***** Exercise data *****
//! Log database migrations - embedded SQL files
//!
//! Same layout as the store migrations, applied to logs.duckdb.

/// All log migrations, embedded at compile time.
/// Format: (filename, sql_content)
pub const LOG_MIGRATIONS: &[(&str, &str)] = &[
    ("000_migrations.sql", include_str!("000_migrations.sql")),
    (
        "001_initial_schema.sql",
        include_str!("001_initial_schema.sql"),
    ),
];
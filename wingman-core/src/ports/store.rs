//! Key-value store port - persistence abstraction
//!
//! Everything Wing Man persists is JSON text under a string key. The store
//! assumes a single writer; it makes no attempt to merge concurrent updates.

use serde::de::DeserializeOwned;
use serde::Serialize;

use crate::domain::result::Result;

/// Durable string-to-string storage
///
/// Implementations must make each `set`/`remove` atomic for its key.
pub trait KeyValueStore: Send + Sync {
    /// Read the value stored under `key`
    fn get(&self, key: &str) -> Result<Option<String>>;

    /// Store `value` under `key`, replacing any previous value
    fn set(&self, key: &str, value: &str) -> Result<()>;

    /// Delete `key`; deleting an absent key is not an error
    fn remove(&self, key: &str) -> Result<()>;

    /// All keys currently stored, in ascending order
    fn keys(&self) -> Result<Vec<String>>;
}

/// Typed JSON access on top of any [`KeyValueStore`]
pub trait KeyValueStoreExt {
    /// Read and deserialize the value under `key`
    ///
    /// A stored JSON `null` reads the same as an absent key.
    fn load_json<T: DeserializeOwned>(&self, key: &str) -> Result<Option<T>>;

    /// Serialize and store `value` under `key`
    fn save_json<T: Serialize + ?Sized>(&self, key: &str, value: &T) -> Result<()>;
}

impl<S: KeyValueStore + ?Sized> KeyValueStoreExt for S {
    fn load_json<T: DeserializeOwned>(&self, key: &str) -> Result<Option<T>> {
        match self.get(key)? {
            Some(raw) => {
                let value: serde_json::Value = serde_json::from_str(&raw)?;
                if value.is_null() {
                    return Ok(None);
                }
                Ok(Some(serde_json::from_value(value)?))
            }
            None => Ok(None),
        }
    }

    fn save_json<T: Serialize + ?Sized>(&self, key: &str, value: &T) -> Result<()> {
        let raw = serde_json::to_string(value)?;
        self.set(key, &raw)
    }
}
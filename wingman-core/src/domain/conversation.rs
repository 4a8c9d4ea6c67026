//! Conversation and AI response models

use std::fmt;
use std::str::FromStr;

use serde::{Deserialize, Serialize};

/// Who sent a message in a pasted conversation
#[derive(Debug, Clone, Copy, PartialEq, Eq, Serialize, Deserialize)]
#[serde(rename_all = "lowercase")]
pub enum Sender {
    Them,
    Me,
}

impl Sender {
    /// Label used when the conversation is written into a prompt
    pub fn label(&self) -> &'static str {
        match self {
            Sender::Them => "Them",
            Sender::Me => "Me",
        }
    }
}

impl fmt::Display for Sender {
    fn fmt(&self, f: &mut fmt::Formatter<'_>) -> fmt::Result {
        f.write_str(self.label())
    }
}

impl FromStr for Sender {
    type Err = String;

    fn from_str(s: &str) -> Result<Self, Self::Err> {
        match s.trim().to_lowercase().as_str() {
            "them" => Ok(Sender::Them),
            "me" => Ok(Sender::Me),
            other => Err(format!("Unknown sender '{}', expected 'me' or 'them'", other)),
        }
    }
}

/// One message in a conversation
#[derive(Debug, Clone, PartialEq, Eq, Serialize, Deserialize)]
pub struct Message {
    pub id: i64,
    pub sender: Sender,
    pub text: String,
}

impl Message {
    pub fn new(id: i64, sender: Sender, text: impl Into<String>) -> Self {
        Self {
            id,
            sender,
            text: text.into(),
        }
    }

    /// Parse a `Me: text` / `Them: text` line
    pub fn parse_line(id: i64, line: &str) -> Option<Self> {
        let (who, text) = line.split_once(':')?;
        let sender = who.parse().ok()?;
        let text = text.trim();
        if text.is_empty() {
            return None;
        }
        Some(Self::new(id, sender, text))
    }
}

/// A generated date suggestion
#[derive(Debug, Clone, PartialEq, Eq, Serialize, Deserialize)]
pub struct DateOption {
    pub title: String,
    pub location: String,
    pub description: String,
    pub reasoning: String,
}

/// Outfit part of the dating advice
#[derive(Debug, Clone, PartialEq, Eq, Serialize, Deserialize)]
pub struct OutfitSuggestion {
    pub description: String,
    pub reasoning: String,
}

/// Structured dating advice
#[derive(Debug, Clone, PartialEq, Eq, Serialize, Deserialize)]
#[serde(rename_all = "camelCase")]
pub struct DatingAdviceResponse {
    pub key_vibe: String,
    pub dos: Vec<String>,
    pub donts: Vec<String>,
    pub outfit_suggestion: OutfitSuggestion,
    pub conversation_starters: Vec<String>,
    #[serde(default, skip_serializing_if = "Option::is_none")]
    pub icebreaker_joke: Option<String>,
    pub question_answer: String,
}

#[cfg(test)]
mod tests {
    use super::*;

    #[test]
    fn test_parse_line() {
        let msg = Message::parse_line(1, "Them: hey, how was your weekend?").unwrap();
        assert_eq!(msg.sender, Sender::Them);
        assert_eq!(msg.text, "hey, how was your weekend?");

        let msg = Message::parse_line(2, "me:  great!").unwrap();
        assert_eq!(msg.sender, Sender::Me);
        assert_eq!(msg.text, "great!");
    }

    #[test]
    fn test_parse_line_rejects_unknown_sender() {
        assert!(Message::parse_line(1, "Bob: hi").is_none());
        assert!(Message::parse_line(1, "no colon here").is_none());
        assert!(Message::parse_line(1, "Me:   ").is_none());
    }

    #[test]
    fn test_advice_parses_without_joke() {
        let json = serde_json::json!({
            "keyVibe": "Relaxed and curious",
            "dos": ["Listen"],
            "donts": ["Check your phone"],
            "outfitSuggestion": {"description": "Dark jeans", "reasoning": "Casual venue"},
            "conversationStarters": ["Favourite trip?"],
            "questionAnswer": "Yes, offer to split."
        });
        let advice: DatingAdviceResponse = serde_json::from_value(json).unwrap();
        assert!(advice.icebreaker_joke.is_none());
        assert_eq!(advice.dos, vec!["Listen".to_string()]);
    }
}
*****
*Task objective*: Reproduce, line for line, the material, starting at its first line, and end once the line holding "any previous value" has been output.

*Task response*:
//! Log database migrations - embedded SQL files
//!
//! Same layout as the store migrations, applied to logs.duckdb.

/// All log migrations, embedded at compile time.
/// Format: (filename, sql_content)
pub const LOG_MIGRATIONS: &[(&str, &str)] = &[
    ("000_migrations.sql", include_str!("000_migrations.sql")),
    (
        "001_initial_schema.sql",
        include_str!("001_initial_schema.sql"),
    ),
];
filename wingman-core/src/ports/store.rs
//! Key-value store port - persistence abstraction
//!
//! Everything Wing Man persists is JSON text under a string key. The store
//! assumes a single writer; it makes no attempt to merge concurrent updates.

use serde::de::DeserializeOwned;
use serde::Serialize;

use crate::domain::result::Result;

/// Durable string-to-string storage
///
/// Implementations must make each `set`/`remove` atomic for its key.
pub trait KeyValueStore: Send + Sync {
    /// Read the value stored under `key`
    fn get(&self, key: &str) -> Result<Option<String>>;

    /// Store `value` under `key`, replacing any previous value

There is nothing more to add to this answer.